During the Left SR uprising, Lenin began to doubt Muravyov’s loyalty, ordering the Revolutionary Military Council of the eastern front to secretly monitor his actions: "Report Muravyov’s statement about the rebellion of the Left Socialist Revolutionaries. Continue close monitoring". Muravyov rebelled, having received news from Moscow and fearing arrest due to Bolshevik suspicions of disloyalty. Muravyov himself, during the events, declared that he "acted independently, but the Left SR Central Committee knows everything." On the night of July 9–10, Muravyov, having left the front headquarters in Kazan, without the knowledge of the military council of the front, loaded two regiments loyal to him onto steamers and left the city. He even managed to transfer the local communist squad from Simbirsk to Bugulma by order of the front.

He opposed the conclusion of the Brest-Litovsk Treaty with Germany, declared himself "commander in chief of the army operating against Germany", and sent a telegraph to the Council of People's Commissars of the RSFSR, the German embassy in Moscow and the command of the Czechoslovak Legion, declaring war on Germany.

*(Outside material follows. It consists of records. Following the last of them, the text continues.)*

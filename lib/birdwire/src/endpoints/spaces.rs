//! Spaces endpoints.

use birdwire_core::entities::{Space, Tweet, User};
use birdwire_core::{AuthMode, EndpointSpec, Envelope, HttpClient, Method, Params, PathTemplate, Result};

use crate::client::Client;

/// `GET spaces/{id}`
pub const SPACE: EndpointSpec = EndpointSpec::new(
    "space",
    Method::Get,
    PathTemplate::new("spaces/{id}"),
    &["expansions", "space.fields", "topic.fields", "user.fields"],
    AuthMode::Unset,
);

/// `GET spaces`
pub const SPACES: EndpointSpec = EndpointSpec::new(
    "spaces",
    Method::Get,
    PathTemplate::new("spaces"),
    &["expansions", "ids", "space.fields", "topic.fields", "user.fields"],
    AuthMode::Unset,
);

/// `GET spaces/by/creator_ids`
pub const SPACES_BY_CREATORS: EndpointSpec = EndpointSpec::new(
    "spaces_by_creators",
    Method::Get,
    PathTemplate::new("spaces/by/creator_ids"),
    &[
        "expansions",
        "space.fields",
        "topic.fields",
        "user.fields",
        "user_ids",
    ],
    AuthMode::Unset,
);

/// `GET spaces/search`
pub const SEARCH_SPACES: EndpointSpec = EndpointSpec::new(
    "search_spaces",
    Method::Get,
    PathTemplate::new("spaces/search"),
    &[
        "expansions",
        "max_results",
        "query",
        "space.fields",
        "state",
        "topic.fields",
        "user.fields",
    ],
    AuthMode::Unset,
);

/// `GET spaces/{id}/buyers`
pub const SPACE_BUYERS: EndpointSpec = EndpointSpec::new(
    "space_buyers",
    Method::Get,
    PathTemplate::new("spaces/{id}/buyers"),
    &[
        "expansions",
        "media.fields",
        "place.fields",
        "poll.fields",
        "tweet.fields",
        "user.fields",
    ],
    AuthMode::UserContext,
);

/// `GET spaces/{id}/tweets`
pub const SPACE_TWEETS: EndpointSpec = EndpointSpec::new(
    "space_tweets",
    Method::Get,
    PathTemplate::new("spaces/{id}/tweets"),
    &[
        "expansions",
        "max_results",
        "media.fields",
        "place.fields",
        "poll.fields",
        "tweet.fields",
        "user.fields",
    ],
    AuthMode::Unset,
);

impl<C: HttpClient> Client<C> {
    /// A space by id.
    pub async fn space(&self, id: &str, params: Params) -> Result<Envelope<Space>> {
        self.call(&SPACE, &[id], &params).await
    }

    /// Spaces by ids.
    pub async fn spaces(&self, ids: &[&str], params: Params) -> Result<Envelope<Vec<Space>>> {
        self.call(&SPACES, &[], &params.with("ids", ids.to_vec()))
            .await
    }

    /// Live or scheduled spaces created by the given users.
    pub async fn spaces_by_creators(
        &self,
        user_ids: &[&str],
        params: Params,
    ) -> Result<Envelope<Vec<Space>>> {
        self.call(
            &SPACES_BY_CREATORS,
            &[],
            &params.with("user_ids", user_ids.to_vec()),
        )
        .await
    }

    /// Spaces whose title matches `query`; `state` may narrow to `live` or `scheduled`.
    pub async fn search_spaces(&self, query: &str, params: Params) -> Result<Envelope<Vec<Space>>> {
        self.call(&SEARCH_SPACES, &[], &params.with("query", query))
            .await
    }

    /// Users who bought a ticket to a space.
    pub async fn space_buyers(&self, space_id: &str, params: Params) -> Result<Envelope<Vec<User>>> {
        self.call(&SPACE_BUYERS, &[space_id], &params).await
    }

    /// Tweets shared in a space.
    pub async fn space_tweets(&self, space_id: &str, params: Params) -> Result<Envelope<Vec<Tweet>>> {
        self.call(&SPACE_TWEETS, &[space_id], &params).await
    }
}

The troops of the front and the Czechoslovak Legion (with which he had to fight before the rebellion) were ordered to move to the Volga and further west to repulse the German invasion. He took the initiative to create the so-called Volga Soviet Republic led by the Left Socialist Revolutionaries Maria Spiridonova, Boris Kamkov and Vladimir Karelin.

In a joint government appeal, Lenin and Trotsky stated that "The former commander-in-chief on the Czech-Slovak front, the left Socialist Revolutionary Muravyov, is declared a traitor and an enemy of the people. Every honest citizen is obliged to shoot him on the spot".

On July 11, Muravyov, with a detachment of a thousand people, arrived at Simbirsk, occupied strategic points of the city and arrested leading Bolsheviks, including the commander of the 1st Army Mikhail Tukhachevsky. Muravyov appeared at a meeting of the executive committee of the provincial Council, together with representatives of the Left Socialist Revolutionaries. At that time, the local Left SRs were not yet removed from power and held the posts of military, land and food provincial commissars. By this time, the chairman of the local Bolshevik party committee had managed to secretly place Latvian Riflemen, an armored squad and a special detachment of the Cheka around the building. During the meeting, the Red Guards and the Cheka came out from the ambush and announced the arrest of everyone in the building. Muravyov put up armed resistance and was killed in the fighting.